Copying digital content isn't theft and pirating isn't the right thing to call it.
We have to figure out how to better frame or address the digital world that just fundamentally doesn't operate the same as the physical one.
So just like you can't prove that none of the pirates would have bought it if pirating didn't exist? But which is more likely, that sales would stay the same or that more people would buy the products if piracy didn't exist?
You're not entitled to the fruit of someone's labor without compensation or their consent, even if you pinky swear that you'll compensate them at a future date.
"Stealing, theft, is predicated on taking something from someone so they no longer have it."
So if I purchase a product and then its taken away due to service closure or 'updated' to be so different as to no longer be recognisable that would be theft surely.
If buying isn't owning,
Then it's time to get communism
Buying something is owning. That has never changed.

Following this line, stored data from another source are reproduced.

// DvrSim: Distance-Vector Routing Simulator
// Copyright (C) 2021  Tibor Schneider
//
// This program is free software; you can redistribute it and/or modify
// it under the terms of the GNU General Public License as published by
// the Free Software Foundation; either version 2 of the License, or
// (at your option) any later version.
//
// This program is distributed in the hope that it will be useful,
// but WITHOUT ANY WARRANTY; without even the implied warranty of
// MERCHANTABILITY or FITNESS FOR A PARTICULAR PURPOSE.  See the
// GNU General Public License for more details.
//
// You should have received a copy of the GNU General Public License along
// with this program; if not, write to the Free Software Foundation, Inc.,
// 51 Franklin Street, Fifth Floor, Boston, MA 02110-1301 USA.

//! # Random Networks

use crate::netsim::{Event, EventSchedule, LinkWeight, Network, RouterId, FIRST_EVENT_ROUND};
use rand::prelude::*;

/// Maximum weight of a randomly generated link
const MAX_RANDOM_WEIGHT: LinkWeight = 10;

/// Generate a random connected network with `num_routers` routers. First, a random spanning tree
/// is generated, where every router `r > 1` is connected to a random router `< r`. Then,
/// `extra_links` additional links are added between random pairs of routers (pairs which are
/// already connected are skipped). The result only depends on the seed.
pub fn random_net(num_routers: usize, extra_links: usize, seed: u64) -> Network {
    let mut rng = StdRng::seed_from_u64(seed);
    let mut net = Network::new(num_routers);
    let n = num_routers as RouterId;

    for r in 1..=n {
        net.add_router(r).unwrap();
    }
    for r in 2..=n {
        let parent = rng.gen_range(1, r);
        net.add_link(r, parent, rng.gen_range(1, MAX_RANDOM_WEIGHT + 1)).unwrap();
    }
    if n >= 2 {
        for _ in 0..extra_links {
            let a = rng.gen_range(1, n + 1);
            let b = rng.gen_range(1, n + 1);
            if a != b && net.get_link_weight(a, b).is_none() {
                net.add_link(a, b, rng.gen_range(1, MAX_RANDOM_WEIGHT + 1)).unwrap();
            }
        }
    }

    net
}

/// Generate `num_events` random events on a network with `num_routers` routers. Every event is
/// scheduled two rounds after the previous one, and either removes the link (with probability
/// 1/4) or sets it to a random weight. The result only depends on the seed.
pub fn random_events(num_routers: usize, num_events: usize, seed: u64) -> EventSchedule {
    let mut rng = StdRng::seed_from_u64(seed);
    let mut schedule = EventSchedule::new();
    let n = num_routers as RouterId;
    if n < 2 {
        return schedule;
    }

    for i in 0..num_events {
        let a = rng.gen_range(1, n + 1);
        let mut b = rng.gen_range(1, n);
        if b >= a {
            b += 1;
        }
        let cost: i64 = if rng.gen_range(0, 4) == 0 {
            -1
        } else {
            rng.gen_range(1, MAX_RANDOM_WEIGHT as i64 + 1)
        };
        let round = FIRST_EVENT_ROUND + 1 + 2 * i;
        schedule.add_event(Event::new(round, a, b, cost).unwrap()).unwrap();
    }

    schedule
}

You don't purchase digital goods. You buy a license to use them, under the conditions you agreed to. Piracy explicitly breaks those conditions 99.9% of the time.
So no, it isn't stealing. It's just plainly illegal. And it hurts everyone from the original artist to the multi-billion dollar company that distributes it. Whether you think that is immoral or not is up to you.
Yes, that is the small text they use to justify it, but that's not how they advertise it. When Amazon Prime wants me to pay for a movie it doesn't say "License it now!" It says "Buy it now!"
If you go digging into the EULA you'll see it being called a license, but no effort is made to actually make that clear to the customer.
Furthermore, being technically legal doesn't make it acceptable. If someone opened a bookstore, and put some treatment on all their books that caused them to suddenly disintegrate after a year, it doesn't matter if they have on all their receipts that "books are not guaranteed to last longer than a year" or that they "aren't doing anything illegal". It's still a bullshit business practice that shouldn't be tolerated.
When it says "buy it" you asuume the it refers to the content - they'd probably argue it refers to the license.
It’s worth stating this has basically always been true for books. You can buy paper. Buying bound paper with words on it is not quite the same. You can’t produce a movie from that idea, and state “I invented this idea from a bundle of bound pages I bought, that already had some words on them.”
You never owned the original reproduction rights to the book’s content. That never mattered much until copying and pasting became so easy.
We have another one.
Slavery used to be legal. So it was okay?
Right now „selling“ stuff and saying its just a license you fool is legal so it is okay?
This must be why blockbuster failed, people just grabbed whatever and left saying it’s not stealing because blockbuster lets them rent it
This topic is so stale
An unfunny meme - ah - the OP is German. Nevermind. Do carry on.
BRB in my to keep a rental car without paying.
"Piracy isn't stealing? Does that mean stealing also isn't stealing? Checkmate!"